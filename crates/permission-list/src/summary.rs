//! Row Summaries
//!
//! Chooses between last-access text, never-accessed text and the generic
//! group description.

use app_permissions_catalog::PermissionGroup;
use chrono::{DateTime, Utc};

use crate::collaborators::UsageFormatter;
use crate::entry::SummaryKind;
use crate::strings::{fill, ScreenStrings};

/// Summary text with the kind that produced it
#[derive(Debug, Clone, PartialEq, Eq)]
pub struct Summary {
    pub kind: SummaryKind,
    pub text: String,
}

impl Summary {
    fn new(kind: SummaryKind, text: String) -> Self {
        Self { kind, text }
    }
}

/// Inputs that decide how a group is summarized
pub struct SummaryRules<'a> {
    pub strings: &'a ScreenStrings,
    pub formatter: &'a dyn UsageFormatter,
    /// "Never accessed" may replace an empty description
    pub permissions_hub_enabled: bool,
}

/// Generic description: the foreground-only subtitle for groups granted
/// only in the foreground, empty otherwise
pub fn group_description(group: &PermissionGroup, strings: &ScreenStrings) -> String {
    if group.granted && group.foreground_only {
        strings.only_in_foreground.clone()
    } else {
        String::new()
    }
}

impl SummaryRules<'_> {
    /// Summarize `group`
    ///
    /// `last_access` is only consulted when `tracks_usage` is set.
    pub fn summarize<F>(
        &self,
        group: &PermissionGroup,
        tracks_usage: bool,
        last_access: F,
    ) -> Summary
    where
        F: FnOnce() -> Option<DateTime<Utc>>,
    {
        if !tracks_usage {
            return Summary::new(SummaryKind::Description, group_description(group, self.strings));
        }

        if let Some(at) = last_access() {
            let when = self.formatter.format(at);
            return if group.granted {
                let text = fill(&self.strings.most_recent_access, &when);
                Summary::new(SummaryKind::MostRecentAccess, text)
            } else {
                let text = fill(&self.strings.most_recent_denied, &when);
                Summary::new(SummaryKind::MostRecentDenied, text)
            };
        }

        let description = group_description(group, self.strings);
        if description.is_empty() && self.permissions_hub_enabled {
            if group.granted {
                Summary::new(SummaryKind::NeverAccessed, self.strings.never_accessed.clone())
            } else {
                Summary::new(
                    SummaryKind::NeverAccessedDenied,
                    self.strings.never_accessed_denied.clone(),
                )
            }
        } else {
            Summary::new(SummaryKind::Description, description)
        }
    }
}

#[cfg(test)]
mod tests {
    use std::cell::Cell;

    use chrono::TimeZone;

    use super::*;
    use crate::collaborators::{AbsoluteUsageFormatter, UsageFormatter};

    fn rules<'a>(
        strings: &'a ScreenStrings,
        formatter: &'a dyn UsageFormatter,
        hub: bool,
    ) -> SummaryRules<'a> {
        SummaryRules {
            strings,
            formatter,
            permissions_hub_enabled: hub,
        }
    }

    fn camera(granted: bool) -> PermissionGroup {
        PermissionGroup::new("android.permission-group.CAMERA", "android", "Camera")
            .granted(granted)
            .modern(true)
    }

    #[test]
    fn test_last_access_granted_and_denied() {
        let strings = ScreenStrings::default();
        let now = Utc.with_ymd_and_hms(2026, 10, 19, 12, 0, 0).unwrap();
        let formatter = AbsoluteUsageFormatter::in_zone(Utc).at(now);
        let rules = rules(&strings, &formatter, false);
        let at = Utc.with_ymd_and_hms(2026, 10, 19, 8, 30, 0).unwrap();

        let granted = rules.summarize(&camera(true), true, || Some(at));
        assert_eq!(granted.kind, SummaryKind::MostRecentAccess);
        assert_eq!(granted.text, "Most recent access: 08:30");

        let denied = rules.summarize(&camera(false), true, || Some(at));
        assert_eq!(denied.kind, SummaryKind::MostRecentDenied);
        assert_eq!(denied.text, "Denied / Most recent access: 08:30");
    }

    #[test]
    fn test_never_accessed_needs_hub_and_empty_description() {
        let strings = ScreenStrings::default();
        let formatter = AbsoluteUsageFormatter::now();

        let without_hub =
            rules(&strings, &formatter, false).summarize(&camera(true), true, || None);
        assert_eq!(without_hub, Summary::new(SummaryKind::Description, String::new()));

        let with_hub = rules(&strings, &formatter, true);
        assert_eq!(with_hub.summarize(&camera(true), true, || None).text, "Never accessed");
        assert_eq!(
            with_hub.summarize(&camera(false), true, || None).text,
            "Denied / Never accessed"
        );

        let foreground = camera(true).foreground_only(true);
        let summary = with_hub.summarize(&foreground, true, || None);
        assert_eq!(summary.kind, SummaryKind::Description);
        assert_eq!(summary.text, "Only while app is in use");
    }

    #[test]
    fn test_untracked_group_skips_lookup() {
        let strings = ScreenStrings::default();
        let formatter = AbsoluteUsageFormatter::now();
        let looked_up = Cell::new(false);

        let summary = rules(&strings, &formatter, true).summarize(&camera(true), false, || {
            looked_up.set(true);
            None
        });

        assert!(!looked_up.get());
        assert_eq!(summary.kind, SummaryKind::Description);
    }
}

_What you need to do:_ From the entries above, show each line that includes the string "struct".

_Response to this exercise:_
pub struct Summary {
pub struct SummaryRules<'a> {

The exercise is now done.